I difetti del nostro sistema amministrativo sono noti da tempo. Con le sue procedure farraginose, intessute di pareri, concerti, intese, accompagnate spesso da documentazione inutile, nell’emergenza si provvede “in deroga”, ricorrendo a Commissari Straordinari, come nel caso del ponte Morandi di Genova. Mentre i Ministri, che pur hanno a disposizione strutture ministeriali con funzionari di elevata professionalità, ricorrono a Comitati di esperti e Task force. Sembra siano più di 450 gli “esperti” impegnati dal Presidente del Consiglio e dai ministri, spesso persone che non hanno mai messo piede in un ufficio, quindi non in condizione di sapere cosa e come si deve semplificare. Mai, inoltre, risulta sia stato interpellato il Consiglio nazionale dell’economia e del lavoro (C.N.E.L.) che è organo “di consulenza delle Camere e del Governo” (art. 99, comma 2, Cost.).
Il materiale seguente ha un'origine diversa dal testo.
use serde::{Deserialize, Serialize};
use std::fmt;
use std::str::FromStr;
use utoipa::ToSchema;

/// EV adoption scenario applied on top of a forecast.
#[derive(Debug, Clone, Copy, PartialEq, Eq, Hash, Default, Serialize, Deserialize, ToSchema)]
#[serde(rename_all = "lowercase")]
pub enum Scenario {
    Conservative,
    #[default]
    Baseline,
    Aggressive,
}

impl Scenario {
    /// All scenarios in display order.
    pub const ALL: [Scenario; 3] = [
        Scenario::Conservative,
        Scenario::Baseline,
        Scenario::Aggressive,
    ];

    pub fn as_str(&self) -> &'static str {
        match self {
            Scenario::Conservative => "conservative",
            Scenario::Baseline => "baseline",
            Scenario::Aggressive => "aggressive",
        }
    }
}

impl fmt::Display for Scenario {
    fn fmt(&self, f: &mut fmt::Formatter<'_>) -> fmt::Result {
        f.write_str(self.as_str())
    }
}

impl FromStr for Scenario {
    type Err = String;

    fn from_str(s: &str) -> Result<Self, Self::Err> {
        match s.trim().to_ascii_lowercase().as_str() {
            "conservative" => Ok(Scenario::Conservative),
            "baseline" => Ok(Scenario::Baseline),
            "aggressive" => Ok(Scenario::Aggressive),
            other => Err(format!("unknown scenario '{}'", other)),
        }
    }
}

/// Grid impact classification of an estimated load.
#[derive(Debug, Clone, Copy, PartialEq, Eq, Default, Serialize, Deserialize, ToSchema)]
pub enum RiskTier {
    #[default]
    Low,
    Medium,
    High,
}

impl fmt::Display for RiskTier {
    fn fmt(&self, f: &mut fmt::Formatter<'_>) -> fmt::Result {
        let label = match self {
            RiskTier::Low => "Low",
            RiskTier::Medium => "Medium",
            RiskTier::High => "High",
        };
        f.write_str(label)
    }
}

/// Infrastructure planning constants.
///
/// Loaded once at startup and never mutated afterwards.
#[derive(Debug, Clone, PartialEq, Serialize, Deserialize, ToSchema)]
#[serde(default)]
pub struct PlanningAssumptions {
    pub sessions_per_ev_per_month: f64,
    pub sessions_per_charger_per_month: f64,
    pub avg_charger_power_kw: f64,
    /// Share of chargers drawing power at the same time
    pub concurrency_factor: f64,
    /// Loads above this are at least Medium risk
    pub low_risk_threshold_mw: f64,
    /// Loads above this are High risk
    pub medium_risk_threshold_mw: f64,
}

impl Default for PlanningAssumptions {
    fn default() -> Self {
        Self {
            sessions_per_ev_per_month: 8.0,
            sessions_per_charger_per_month: 300.0,
            avg_charger_power_kw: 11.0,
            concurrency_factor: 0.25,
            low_risk_threshold_mw: 2.0,
            medium_risk_threshold_mw: 5.0,
        }
    }
}

/// Planning quantities derived from a forecast under one scenario.
#[derive(Debug, Clone, PartialEq, Default, Serialize, Deserialize, ToSchema)]
pub struct DerivedMetrics {
    pub scenario: Scenario,
    pub peak_evs: f64,
    /// Month of the peak, absent when the series has no forecast
    pub peak_month: Option<String>,
    pub chargers_needed: u64,
    pub grid_load_mw: f64,
    pub risk_tier: RiskTier,
    pub delta_pct_vs_baseline: f64,
}

/// First month where the required charger count goes up.
#[derive(Debug, Clone, PartialEq, Eq, Serialize, Deserialize, ToSchema)]
pub struct ThresholdEvent {
    pub from_chargers: u64,
    pub to_chargers: u64,
    pub date: String,
}

/// Chargers required in one month.
#[derive(Debug, Clone, PartialEq, Eq, Serialize, Deserialize, ToSchema)]
pub struct ChargerRequirement {
    pub date: String,
    pub chargers: u64,
}

/// Monthly charging sessions, baseline against the selected scenario.
#[derive(Debug, Clone, PartialEq, Serialize, Deserialize, ToSchema)]
pub struct ChargingDemandPoint {
    pub date: String,
    pub baseline: f64,
    pub scenario: f64,
}

/// One value per scenario for a given month.
#[derive(Debug, Clone, PartialEq, Serialize, Deserialize, ToSchema)]
pub struct ScenarioValues {
    pub date: String,
    pub conservative: f64,
    pub baseline: f64,
    pub aggressive: f64,
}

/// A forecast month after the scenario multiplier was applied.
#[derive(Debug, Clone, PartialEq, Serialize, Deserialize, ToSchema)]
pub struct AdjustedPoint {
    pub date: String,
    pub forecast: f64,
    pub value: f64,
}

/// Row of the scenario comparison table.
#[derive(Debug, Clone, PartialEq, Serialize, Deserialize, ToSchema)]
pub struct ScenarioOutcome {
    pub scenario: Scenario,
    pub peak_evs: f64,
    pub peak_month: Option<String>,
    pub chargers: u64,
    pub grid_load_mw: f64,
    pub delta_pct: f64,
    pub series: Vec<AdjustedPoint>,
}

/// Side-by-side comparison of all scenarios.
#[derive(Debug, Clone, PartialEq, Serialize, Deserialize, ToSchema)]
pub struct ScenarioComparison {
    pub outcomes: Vec<ScenarioOutcome>,
    /// Adjusted demand merged by month for charting
    pub chart: Vec<ScenarioValues>,
}

/// Everything the infrastructure view shows for one scenario.
#[derive(Debug, Clone, PartialEq, Serialize, Deserialize, ToSchema)]
pub struct InfrastructureReport {
    pub metrics: DerivedMetrics,
    pub charging_series: Vec<ChargingDemandPoint>,
    pub charger_timeline: Vec<ChargerRequirement>,
    pub threshold_event: Option<ThresholdEvent>,
    /// Monthly sessions under every scenario
    pub sessions_comparison: Vec<ScenarioValues>,
}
Dov’era la politica negli anni scorsi? Dove il Governo, dove il Parlamento cui spetta definire l’ordinamento delle amministrazioni e le regole del loro funzionamento?

L’Italia è un grande Paese, con una storia amministrativa straordinaria come dimostra l’unificazione del Paese dopo il 1861 attraverso infrastrutture di ogni genere in un territorio difficile per la sua orografia, e la ricostruzione dopo i danni provocati dalla Prima e dalla Seconda Guerra Mondiale. Quell’esperienza professionale abbiamo smarrito a causa di una classe politica progressivamente decaduta che ha trascinato nel baratro dell’inefficienza anche la burocrazia, nella quale il merito non è più un requisito per fare carriera e assicurare il “buon governo”.

Il nuovo decreto stanzia 55 miliardi. Giungeranno a destinazione in tempi brevi? L’esperienza, lo ha riconosciuto lo Presidente del Consiglio nella conferenza stampa di presentazione, non è stata finora positiva. Complicazioni varie hanno rallentato l’erogazione delle provvidenze creando disagio e facendo montare la rabbia. I cittadini non possono attendere oltre, artigiani, piccoli e medi imprenditori sono letteralmente alla fame. Come i professionisti, ingegneri, avvocati, commercialisti i cui studi sono desolatamente vuoti. Sabino Cassese, giurista insigne ed ex Giudice costituzionale, ha scritto sul Corriere della Sera che “l’azione di governo ha un ciclo oscuro, vive alla giornata, non sceglie né gli strumenti né i tempi giusti”. Un giudizio impietoso, ma meritato.